Alas Pilipinas Invitationals

Tournament information
- Sport: Volleyball
- Location: Quezon City, Philippines
- Dates: June 10–12, 2025
- Host(s): Philippines
- Venue(s): 1
- Teams: 4

= 2025 Alas Pilipinas Invitationals =

Friendly volleyball tournament

The 2025 Alas Pilipinas Invitationals was a friendly volleyball tournament hosted by the Philippine National Volleyball Federation from June 10 to 12, 2025.

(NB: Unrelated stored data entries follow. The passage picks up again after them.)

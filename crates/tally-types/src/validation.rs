use std::sync::Arc;

/// Outcome of checking a candidate value.
#[derive(Clone, Debug, PartialEq, Eq)]
pub enum ValidationResult {
    Valid,
    Invalid(String),
}

impl ValidationResult {
    pub fn valid() -> Self {
        Self::Valid
    }

    pub fn invalid(reason: impl Into<String>) -> Self {
        Self::Invalid(reason.into())
    }

    pub fn is_valid(&self) -> bool {
        matches!(self, Self::Valid)
    }
}

/// A predicate attached to a field, checked before every write.
pub type Validator<T> = Arc<dyn Fn(&T) -> ValidationResult + Send + Sync>;

/// A write was rejected by the field's validator.
#[derive(Clone, Debug, PartialEq, Eq, thiserror::Error)]
#[error("invalid value {value} for {field}: {reason}")]
pub struct ValidationError {
    /// Full key of the field.
    pub field: String,
    /// Debug rendering of the rejected value.
    pub value: String,
    pub reason: String,
}

/// Stock validators.
pub mod validators {
    use std::fmt::Display;
    use std::sync::Arc;

    use super::{ValidationResult, Validator};

    /// Rejects values below the type's zero.
    pub fn non_negative<T>() -> Validator<T>
    where
        T: PartialOrd + Default + 'static,
    {
        Arc::new(|value: &T| {
            if *value >= T::default() {
                ValidationResult::valid()
            } else {
                ValidationResult::invalid("value cannot be negative")
            }
        })
    }

    /// Accepts `min..=max`.
    pub fn range<T>(min: T, max: T) -> Validator<T>
    where
        T: PartialOrd + Display + Send + Sync + 'static,
    {
        Arc::new(move |value: &T| {
            if *value >= min && *value <= max {
                ValidationResult::valid()
            } else {
                ValidationResult::invalid(format!("value must be between {min} and {max}"))
            }
        })
    }

    /// Limits a string to `max` characters.
    pub fn max_length(max: usize) -> Validator<String> {
        Arc::new(move |value: &String| {
            if value.chars().count() <= max {
                ValidationResult::valid()
            } else {
                ValidationResult::invalid(format!("string exceeds max length of {max}"))
            }
        })
    }

    pub fn not_empty() -> Validator<String> {
        Arc::new(|value: &String| {
            if value.trim().is_empty() {
                ValidationResult::invalid("string must not be empty")
            } else {
                ValidationResult::valid()
            }
        })
    }
}

#[cfg(test)]
mod tests {
    use super::validators::*;
    use super::*;

    #[test]
    fn non_negative_accepts_zero() {
        let v = non_negative::<i64>();
        assert!(v(&0).is_valid());
        assert!(v(&12).is_valid());
        assert_eq!(v(&-1), ValidationResult::invalid("value cannot be negative"));
    }

    #[test]
    fn range_is_inclusive() {
        let v = range(1, 10);
        assert!(v(&1).is_valid());
        assert!(v(&10).is_valid());
        assert!(!v(&11).is_valid());
        assert!(!v(&0).is_valid());
    }

    #[test]
    fn max_length_counts_chars() {
        let v = max_length(3);
        assert!(v(&"äöü".to_string()).is_valid());
        assert!(!v(&"abcd".to_string()).is_valid());
    }

    #[test]
    fn not_empty_rejects_whitespace() {
        let v = not_empty();
        assert!(!v(&"  ".to_string()).is_valid());
        assert!(v(&"x".to_string()).is_valid());
    }

    #[test]
    fn error_message_names_field() {
        let err = ValidationError {
            field: "economy:coins".into(),
            value: "-5".into(),
            reason: "value cannot be negative".into(),
        };
        assert_eq!(
            err.to_string(),
            "invalid value -5 for economy:coins: value cannot be negative"
        );
    }
}
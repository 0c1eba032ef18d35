use std::fmt;
use std::str::FromStr;

use serde::{Deserialize, Serialize};
use uuid::Uuid;

/// Stable identifier of an owner entity, typically a player.
#[derive(Clone, Copy, PartialEq, Eq, Hash, PartialOrd, Ord, Serialize, Deserialize)]
#[serde(transparent)]
pub struct OwnerId(Uuid);

impl OwnerId {
    /// A fresh random id.
    pub fn new() -> Self {
        Self(Uuid::new_v4())
    }

    pub const fn from_uuid(uuid: Uuid) -> Self {
        Self(uuid)
    }

    pub fn as_uuid(&self) -> &Uuid {
        &self.0
    }
}

impl Default for OwnerId {
    fn default() -> Self {
        Self::new()
    }
}

impl From<Uuid> for OwnerId {
    fn from(uuid: Uuid) -> Self {
        Self(uuid)
    }
}

impl fmt::Display for OwnerId {
    fn fmt(&self, f: &mut fmt::Formatter<'_>) -> fmt::Result {
        self.0.fmt(f)
    }
}

impl fmt::Debug for OwnerId {
    fn fmt(&self, f: &mut fmt::Formatter<'_>) -> fmt::Result {
        write!(f, "OwnerId({})", self.0)
    }
}

impl FromStr for OwnerId {
    type Err = uuid::Error;

    fn from_str(s: &str) -> Result<Self, Self::Err> {
        Uuid::parse_str(s).map(Self)
    }
}

#[cfg(test)]
mod tests {
    use super::*;

    #[test]
    fn display_parses_back() {
        let id = OwnerId::new();
        assert_eq!(id.to_string().parse::<OwnerId>().unwrap(), id);
    }

    #[test]
    fn fresh_ids_differ() {
        assert_ne!(OwnerId::new(), OwnerId::new());
    }

    #[test]
    fn serializes_as_plain_uuid() {
        let id = OwnerId::from_uuid(Uuid::nil());
        let json = serde_json::to_string(&id).unwrap();
        assert_eq!(json, "\"00000000-0000-0000-0000-000000000000\"");
    }

    #[test]
    fn rejects_garbage() {
        assert!("not-a-uuid".parse::<OwnerId>().is_err());
    }
}
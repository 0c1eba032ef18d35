//! Record storage for Tally.
//!
//! A storage backend is a flat byte store addressed by `(bucket, id)`. Each
//! entity is exactly one record; the data layer above always rewrites the
//! whole record. Backends never interpret record contents.
//!
//! # Backends
//!
//! All backends implement the [`DataStorage`] trait:
//!
//! - [`InMemoryStorage`] -- map-based store for tests and single-process use
//! - [`FileStorage`] -- one file per record under `root/bucket/id.ext`
//!
//! # Design Rules
//!
//! 1. `save` replaces the record atomically from a reader's point of view.
//! 2. A missing record is `Ok(None)`, never an error.
//! 3. All I/O errors are propagated, never retried or swallowed.

pub mod error;
pub mod file;
pub mod memory;
pub mod traits;

pub use error::{StoreError, StoreResult};
pub use file::FileStorage;
pub use memory::InMemoryStorage;
pub use traits::DataStorage;
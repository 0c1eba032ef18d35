use std::sync::Arc;

use tally_types::{FieldValue, LinkKey, LinkType, LinkedField, OwnerField};

use crate::bus::EventBus;
use crate::distributed::DistributedEventBus;
use crate::error::EventResult;
use crate::event::{LinkChange, OwnerChanged, OwnerExpired, SharedChanged, SharedExpired, Topic};

/// The bus the data layer fires through.
#[derive(Clone, Debug)]
pub enum Notifier {
    Local(Arc<EventBus>),
    Distributed(Arc<DistributedEventBus>),
}

impl Notifier {
    pub fn local() -> Self {
        Self::Local(Arc::new(EventBus::new()))
    }

    /// The in-process bus, wrapped or not.
    pub fn bus(&self) -> &Arc<EventBus> {
        match self {
            Self::Local(bus) => bus,
            Self::Distributed(bus) => bus.local(),
        }
    }

    pub fn is_distributed(&self) -> bool {
        matches!(self, Self::Distributed(_))
    }

    /// Whether anything here listens on `(topic, name)`. Distributed buses
    /// always publish, so they always report `true`.
    pub fn wants(&self, topic: Topic, name: &str) -> bool {
        match self {
            Self::Local(bus) => bus.has_listeners(topic, name),
            Self::Distributed(_) => true,
        }
    }

    pub fn shutdown(&self) {
        if let Self::Distributed(bus) = self {
            bus.shutdown();
        }
    }

    // ---- subscriptions ----

    pub fn on_owner_changed<T: FieldValue>(
        &self,
        field: &OwnerField<T>,
        listener: impl Fn(&OwnerChanged<T>) + Send + Sync + 'static,
    ) {
        match self {
            Self::Local(bus) => bus.on_owner_changed(field, listener),
            Self::Distributed(bus) => bus.on_owner_changed(field, listener),
        }
    }

    pub fn on_shared_changed<K: LinkKey, T: FieldValue>(
        &self,
        field: &LinkedField<K, T>,
        listener: impl Fn(&SharedChanged<K, T>) + Send + Sync + 'static,
    ) {
        match self {
            Self::Local(bus) => bus.on_shared_changed(field, listener),
            Self::Distributed(bus) => bus.on_shared_changed(field, listener),
        }
    }

    pub fn on_link_change<K: LinkKey>(
        &self,
        link: &LinkType<K>,
        listener: impl Fn(&LinkChange<K>) + Send + Sync + 'static,
    ) {
        match self {
            Self::Local(bus) => bus.on_link_change(link, listener),
            Self::Distributed(bus) => bus.on_link_change(link, listener),
        }
    }

    pub fn on_owner_expired<T: FieldValue>(
        &self,
        field: &OwnerField<T>,
        listener: impl Fn(&OwnerExpired<T>) + Send + Sync + 'static,
    ) {
        match self {
            Self::Local(bus) => bus.on_owner_expired(field, listener),
            Self::Distributed(bus) => bus.on_owner_expired(field, listener),
        }
    }

    pub fn on_shared_expired<K: LinkKey, T: FieldValue>(
        &self,
        field: &LinkedField<K, T>,
        listener: impl Fn(&SharedExpired<K, T>) + Send + Sync + 'static,
    ) {
        match self {
            Self::Local(bus) => bus.on_shared_expired(field, listener),
            Self::Distributed(bus) => bus.on_shared_expired(field, listener),
        }
    }

    // ---- firing ----

    pub fn fire_owner_changed<T: FieldValue>(
        &self,
        field: &OwnerField<T>,
        event: &OwnerChanged<T>,
    ) -> EventResult<()> {
        match self {
            Self::Local(bus) => {
                bus.fire_owner_changed(field, event);
                Ok(())
            }
            Self::Distributed(bus) => bus.fire_owner_changed(field, event),
        }
    }

    pub fn fire_shared_changed<K: LinkKey, T: FieldValue>(
        &self,
        field: &LinkedField<K, T>,
        event: &SharedChanged<K, T>,
    ) -> EventResult<()> {
        match self {
            Self::Local(bus) => {
                bus.fire_shared_changed(field, event);
                Ok(())
            }
            Self::Distributed(bus) => bus.fire_shared_changed(field, event),
        }
    }

    pub fn fire_link_change<K: LinkKey>(
        &self,
        link: &LinkType<K>,
        event: &LinkChange<K>,
    ) -> EventResult<()> {
        match self {
            Self::Local(bus) => {
                bus.fire_link_change(link, event);
                Ok(())
            }
            Self::Distributed(bus) => bus.fire_link_change(link, event),
        }
    }

    pub fn fire_owner_expired<T: FieldValue>(
        &self,
        field: &OwnerField<T>,
        event: &OwnerExpired<T>,
    ) -> EventResult<()> {
        match self {
            Self::Local(bus) => {
                bus.fire_owner_expired(field, event);
                Ok(())
            }
            Self::Distributed(bus) => bus.fire_owner_expired(field, event),
        }
    }

    pub fn fire_shared_expired<K: LinkKey, T: FieldValue>(
        &self,
        field: &LinkedField<K, T>,
        event: &SharedExpired<K, T>,
    ) -> EventResult<()> {
        match self {
            Self::Local(bus) => {
                bus.fire_shared_expired(field, event);
                Ok(())
            }
            Self::Distributed(bus) => bus.fire_shared_expired(field, event),
        }
    }
}

impl Default for Notifier {
    fn default() -> Self {
        Self::local()
    }
}
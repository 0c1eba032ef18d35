use std::collections::BTreeSet;

use serde::{Deserialize, Serialize};
use serde_json::Value;

use tally_codec::{Codec, DataFormat};
use tally_types::OwnerId;

use crate::error::{EventError, EventResult};
use crate::event::Topic;

/// Wire form of one event on the shared channel.
///
/// `name` is the field's full key (or link type name), `origin` the node
/// that fired it. Values and keys are embedded as the JSON their codecs
/// produce.
#[derive(Clone, Debug, PartialEq, Serialize, Deserialize)]
pub struct Envelope {
    pub name: String,
    pub origin: String,
    pub body: EnvelopeBody,
}

#[derive(Clone, Debug, PartialEq, Serialize, Deserialize)]
#[serde(tag = "kind", content = "payload", rename_all = "snake_case")]
pub enum EnvelopeBody {
    OwnerChanged {
        owner: OwnerId,
        old: Value,
        new: Value,
    },
    SharedChanged {
        key: Value,
        old: Value,
        new: Value,
        affected: BTreeSet<OwnerId>,
    },
    Linked {
        owner: OwnerId,
        key: Value,
    },
    Unlinked {
        owner: OwnerId,
        previous: Value,
    },
    OwnerExpired {
        owner: OwnerId,
        value: Value,
    },
    SharedExpired {
        key: Value,
        value: Value,
        members: BTreeSet<OwnerId>,
    },
}

impl EnvelopeBody {
    pub fn topic(&self) -> Topic {
        match self {
            Self::OwnerChanged { .. } => Topic::OwnerData,
            Self::SharedChanged { .. } => Topic::SharedData,
            Self::Linked { .. } | Self::Unlinked { .. } => Topic::Link,
            Self::OwnerExpired { .. } => Topic::OwnerExpired,
            Self::SharedExpired { .. } => Topic::SharedExpired,
        }
    }
}

impl Envelope {
    pub fn to_json(&self) -> EventResult<String> {
        Ok(serde_json::to_string(self)?)
    }

    pub fn from_json(text: &str) -> EventResult<Self> {
        Ok(serde_json::from_str(text)?)
    }
}

/// Encode a value with its codec and embed the JSON.
pub(crate) fn to_value<T>(codec: &dyn Codec<T>, value: &T) -> EventResult<Value> {
    let bytes = codec.encode(value, DataFormat::Json)?;
    serde_json::from_slice(&bytes)
        .map_err(|e| EventError::Envelope(format!("codec produced non-json output: {e}")))
}

pub(crate) fn from_value<T>(codec: &dyn Codec<T>, value: &Value) -> EventResult<T> {
    let bytes = serde_json::to_vec(value)?;
    Ok(codec.decode(&bytes, DataFormat::Json)?)
}
use std::any::Any;
use std::collections::{HashMap, HashSet};
use std::sync::Arc;

use tally_codec::{DataFormat, Record};
use tally_types::{FieldSpec, FieldValue};

use crate::error::{DataError, DataResult};

struct Slot {
    value: Arc<dyn Any + Send + Sync>,
    raw: Vec<u8>,
}

/// The cached fields of one entity.
///
/// Fields are resolved one at a time. A resolved field is either held as a
/// decoded value (with its encoded bytes, ready for persisting) or known to
/// be absent from storage. Raw entries from storage that no one has asked
/// for yet are kept undecoded so that writing the container back never
/// drops them.
pub struct EntityContainer {
    format: DataFormat,
    slots: HashMap<Arc<str>, Slot>,
    absent: HashSet<Arc<str>>,
    unloaded: Record,
}

impl EntityContainer {
    pub fn new(format: DataFormat) -> Self {
        Self {
            format,
            slots: HashMap::new(),
            absent: HashSet::new(),
            unloaded: Record::new(),
        }
    }

    pub fn format(&self) -> DataFormat {
        self.format
    }

    pub fn is_resolved(&self, full_key: &str) -> bool {
        self.slots.contains_key(full_key) || self.absent.contains(full_key)
    }

    /// Number of fields held as decoded values.
    pub fn loaded_count(&self) -> usize {
        self.slots.len()
    }

    /// Take in a freshly loaded record. Entries for fields already resolved
    /// are ignored: the cache is authoritative for them.
    pub fn absorb(&mut self, record: Record) {
        for (key, raw) in record {
            if !self.is_resolved(&key) {
                self.unloaded.insert(key, raw);
            }
        }
    }

    /// The cached value, if the field is resolved.
    pub fn cached<T: FieldValue>(&self, spec: &FieldSpec<T>) -> DataResult<Option<T>> {
        if let Some(slot) = self.slots.get(spec.full_key()) {
            return slot
                .value
                .downcast_ref::<T>()
                .cloned()
                .map(Some)
                .ok_or_else(|| DataError::TypeMismatch {
                    field: spec.full_key().to_string(),
                });
        }
        if self.absent.contains(spec.full_key()) {
            return Ok(Some(spec.default_value()));
        }
        Ok(None)
    }

    /// Resolve a field from the absorbed raw entries, falling back to the
    /// default when storage has nothing for it.
    pub fn resolve<T: FieldValue>(&mut self, spec: &FieldSpec<T>) -> DataResult<T> {
        if let Some(value) = self.cached(spec)? {
            return Ok(value);
        }
        match self.unloaded.remove(spec.full_key()) {
            Some(raw) => {
                let value = match spec.decode(&raw, self.format) {
                    Ok(value) => value,
                    Err(e) => {
                        // Keep the bytes so a later save does not erase them.
                        self.unloaded.insert(spec.full_key().to_string(), raw);
                        return Err(e.into());
                    }
                };
                self.slots.insert(
                    spec.full_key_arc(),
                    Slot {
                        value: Arc::new(value.clone()),
                        raw,
                    },
                );
                Ok(value)
            }
            None => {
                self.absent.insert(spec.full_key_arc());
                Ok(spec.default_value())
            }
        }
    }

    /// Replace a field's value. Encoding happens here, so a codec failure
    /// leaves the container unchanged.
    pub fn put<T: FieldValue>(&mut self, spec: &FieldSpec<T>, value: T) -> DataResult<()> {
        let raw = spec.encode(&value, self.format)?;
        let key = spec.full_key_arc();
        self.absent.remove(&key);
        self.unloaded.remove(&*key);
        self.slots.insert(
            key,
            Slot {
                value: Arc::new(value),
                raw,
            },
        );
        Ok(())
    }

    /// All known fields as a storage record.
    pub fn to_record(&self) -> Record {
        let mut record = self.unloaded.clone();
        for (key, slot) in &self.slots {
            record.insert(key.to_string(), slot.raw.clone());
        }
        record
    }

    pub fn encode(&self) -> DataResult<Vec<u8>> {
        Ok(self.format.encode_record(&self.to_record())?)
    }
}

impl std::fmt::Debug for EntityContainer {
    fn fmt(&self, f: &mut std::fmt::Formatter<'_>) -> std::fmt::Result {
        f.debug_struct("EntityContainer")
            .field("format", &self.format)
            .field("loaded", &self.slots.len())
            .field("absent", &self.absent.len())
            .field("unloaded", &self.unloaded.len())
            .finish()
    }
}

#[cfg(test)]
mod tests {
    use super::*;
    use tally_types::field;

    #[test]
    fn unresolved_field_has_no_cached_value() {
        let coins = field("economy", "coins", 0i64).owner();
        let container = EntityContainer::new(DataFormat::Json);
        assert!(container.cached(&coins).unwrap().is_none());
        assert!(!container.is_resolved("economy:coins"));
    }

    #[test]
    fn resolve_decodes_absorbed_entries() {
        let coins = field("economy", "coins", 0i64).owner();
        let mut record = Record::new();
        record.insert("economy:coins".into(), b"250".to_vec());

        let mut container = EntityContainer::new(DataFormat::Json);
        container.absorb(record);
        assert_eq!(container.resolve(&coins).unwrap(), 250);
        assert_eq!(container.cached(&coins).unwrap(), Some(250));
    }

    #[test]
    fn missing_entry_resolves_to_default_once() {
        let name = field("profile", "name", "Steve".to_string()).owner();
        let mut container = EntityContainer::new(DataFormat::Json);
        assert_eq!(container.resolve(&name).unwrap(), "Steve");
        assert!(container.is_resolved("profile:name"));

        // A later load must not override a resolved field.
        let mut record = Record::new();
        record.insert("profile:name".into(), br#""Alex""#.to_vec());
        container.absorb(record);
        assert_eq!(container.resolve(&name).unwrap(), "Steve");
    }

    #[test]
    fn to_record_keeps_unrequested_fields() {
        let coins = field("economy", "coins", 0i64).owner();
        let mut record = Record::new();
        record.insert("economy:coins".into(), b"1".to_vec());
        record.insert("stats:kills".into(), b"9".to_vec());

        let mut container = EntityContainer::new(DataFormat::Json);
        container.absorb(record);
        container.put(&coins, 2).unwrap();

        let out = container.to_record();
        assert_eq!(out["economy:coins"], b"2");
        assert_eq!(out["stats:kills"], b"9");
    }

    #[test]
    fn put_then_cached() {
        let level = field("stats", "level", 1u32).owner();
        let mut container = EntityContainer::new(DataFormat::Binary);
        container.put(&level, 5).unwrap();
        assert_eq!(container.cached(&level).unwrap(), Some(5));
        let bytes = container.encode().unwrap();
        let record = DataFormat::Binary.decode_record(&bytes).unwrap();
        assert_eq!(level.decode(&record["stats:level"], DataFormat::Binary).unwrap(), 5);
    }

    #[test]
    fn type_mismatch_is_reported() {
        let as_int = field("x", "y", 0i64).owner();
        let as_text = field("x", "y", String::new()).owner();
        let mut container = EntityContainer::new(DataFormat::Json);
        container.put(&as_int, 3).unwrap();
        assert!(matches!(
            container.cached(&as_text),
            Err(DataError::TypeMismatch { .. })
        ));
    }

    #[test]
    fn corrupt_entry_is_a_codec_error() {
        let coins = field("economy", "coins", 0i64).owner();
        let mut record = Record::new();
        record.insert("economy:coins".into(), b"\"text\"".to_vec());
        let mut container = EntityContainer::new(DataFormat::Json);
        container.absorb(record);
        assert!(matches!(container.resolve(&coins), Err(DataError::Codec(_))));
        assert_eq!(container.to_record()["economy:coins"], b"\"text\"");
    }
}
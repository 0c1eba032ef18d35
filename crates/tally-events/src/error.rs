use tally_codec::CodecError;

/// Errors from event encoding and pub/sub transport.
#[derive(Debug, thiserror::Error)]
pub enum EventError {
    /// A value or key could not be encoded or decoded.
    #[error("event codec error: {0}")]
    Codec(#[from] CodecError),

    /// Envelope JSON failure.
    #[error("envelope json error: {0}")]
    Json(#[from] serde_json::Error),

    /// The envelope parsed but does not fit the registered handler.
    #[error("malformed envelope: {0}")]
    Envelope(String),

    #[error("publish failed: {0}")]
    Publish(String),

    #[error("subscribe failed: {0}")]
    Subscribe(String),
}

/// Result alias for event operations.
pub type EventResult<T> = Result<T, EventError>;
use std::path::{Path, PathBuf};
use std::sync::Arc;
use std::time::Duration;

use serde::{Deserialize, Serialize};
use tally_codec::DataFormat;
use tally_core::{BucketLayout, EngineOptions, DEFAULT_SWEEP_INTERVAL};
use tally_events::pubsub::DEFAULT_CHANNEL_CAPACITY;
use tally_store::file::DEFAULT_EXTENSION;
use tally_store::{DataStorage, FileStorage, InMemoryStorage};

use crate::error::SdkResult;

/// Settings for a [`DataApi`](crate::DataApi). Every field has a default, so
/// an empty TOML document is a valid configuration.
#[derive(Clone, Debug, PartialEq, Serialize, Deserialize)]
#[serde(default)]
pub struct TallyConfig {
    /// Identity of this process on the event channel. A random id is used
    /// when unset.
    pub node_id: Option<String>,
    pub format: DataFormat,
    pub owner_bucket: String,
    pub linked_prefix: String,
    pub sweep_interval_ms: u64,
    pub sweep_enabled: bool,
    pub channel_capacity: usize,
    pub storage: StorageConfig,
}

impl Default for TallyConfig {
    fn default() -> Self {
        let layout = BucketLayout::default();
        Self {
            node_id: None,
            format: DataFormat::default(),
            owner_bucket: layout.owner_bucket,
            linked_prefix: layout.linked_prefix,
            sweep_interval_ms: DEFAULT_SWEEP_INTERVAL.as_millis() as u64,
            sweep_enabled: true,
            channel_capacity: DEFAULT_CHANNEL_CAPACITY,
            storage: StorageConfig::default(),
        }
    }
}

#[derive(Clone, Copy, Debug, Default, PartialEq, Eq, Serialize, Deserialize)]
#[serde(rename_all = "lowercase")]
pub enum StorageBackend {
    #[default]
    Memory,
    File,
}

#[derive(Clone, Debug, PartialEq, Serialize, Deserialize)]
#[serde(default)]
pub struct StorageConfig {
    pub backend: StorageBackend,
    /// Root directory of the file backend.
    pub path: PathBuf,
    pub extension: String,
}

impl Default for StorageConfig {
    fn default() -> Self {
        Self {
            backend: StorageBackend::Memory,
            path: PathBuf::from("data"),
            extension: DEFAULT_EXTENSION.to_string(),
        }
    }
}

impl TallyConfig {
    pub fn from_toml_str(text: &str) -> SdkResult<Self> {
        Ok(toml::from_str(text)?)
    }

    pub fn load(path: impl AsRef<Path>) -> SdkResult<Self> {
        let text = std::fs::read_to_string(path)?;
        Self::from_toml_str(&text)
    }

    pub fn to_toml_string(&self) -> SdkResult<String> {
        Ok(toml::to_string_pretty(self)?)
    }

    pub fn layout(&self) -> BucketLayout {
        BucketLayout {
            owner_bucket: self.owner_bucket.clone(),
            linked_prefix: self.linked_prefix.clone(),
        }
    }

    pub fn engine_options(&self) -> EngineOptions {
        EngineOptions {
            format: self.format,
            layout: self.layout(),
        }
    }

    /// Sweep period, or `None` when the sweeper is disabled.
    pub fn sweep_interval(&self) -> Option<Duration> {
        self.sweep_enabled
            .then(|| Duration::from_millis(self.sweep_interval_ms.max(1)))
    }

    /// The configured node id, or a fresh random one.
    pub fn resolve_node_id(&self) -> String {
        self.node_id
            .clone()
            .unwrap_or_else(|| uuid::Uuid::new_v4().to_string())
    }

    pub fn open_storage(&self) -> Arc<dyn DataStorage> {
        match self.storage.backend {
            StorageBackend::Memory => Arc::new(InMemoryStorage::new()),
            StorageBackend::File => Arc::new(FileStorage::with_extension(
                self.storage.path.clone(),
                self.storage.extension.clone(),
            )),
        }
    }
}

The tournament was organized to serve as preparation for the Philippine men's national team's (Alas Pilipinas) upcoming stint in the 2025 FIVB Men's Volleyball World Championship which will also be hosted in the Philippines.

==Participating teams==

| Team | Association | Head coach | Team captain | Notes |
|---|---|---|---|---|
| Philippines (hosts) | Philippine National Volleyball Federation | ITA Angiolino Frigoni | PHI Marck Espejo | National team |
| IDN Jakarta Bhayangkara Presisi | Indonesian Volleyball Federation | CUB Reidel Toiran | IDN Nizar Zulfikar | 2024 Proliga champions |
| KOR Hyundai Capital Skywalkers | Korea Volleyball Federation | ITA Fabio Storti | KOR Jeong Tae-joon | 2024–25 V-League champions |
| Thailand | Thailand Volleyball Association | KOR Park Ki-won | THA Amorntep Konhan | National team |

==Venue==

| Quezon City, Philippines |
|---|
| Smart Araneta Coliseum |
| Capacity: 14,429 |

==Results==
- All times are Philippine Standard Time (UTC+08:00).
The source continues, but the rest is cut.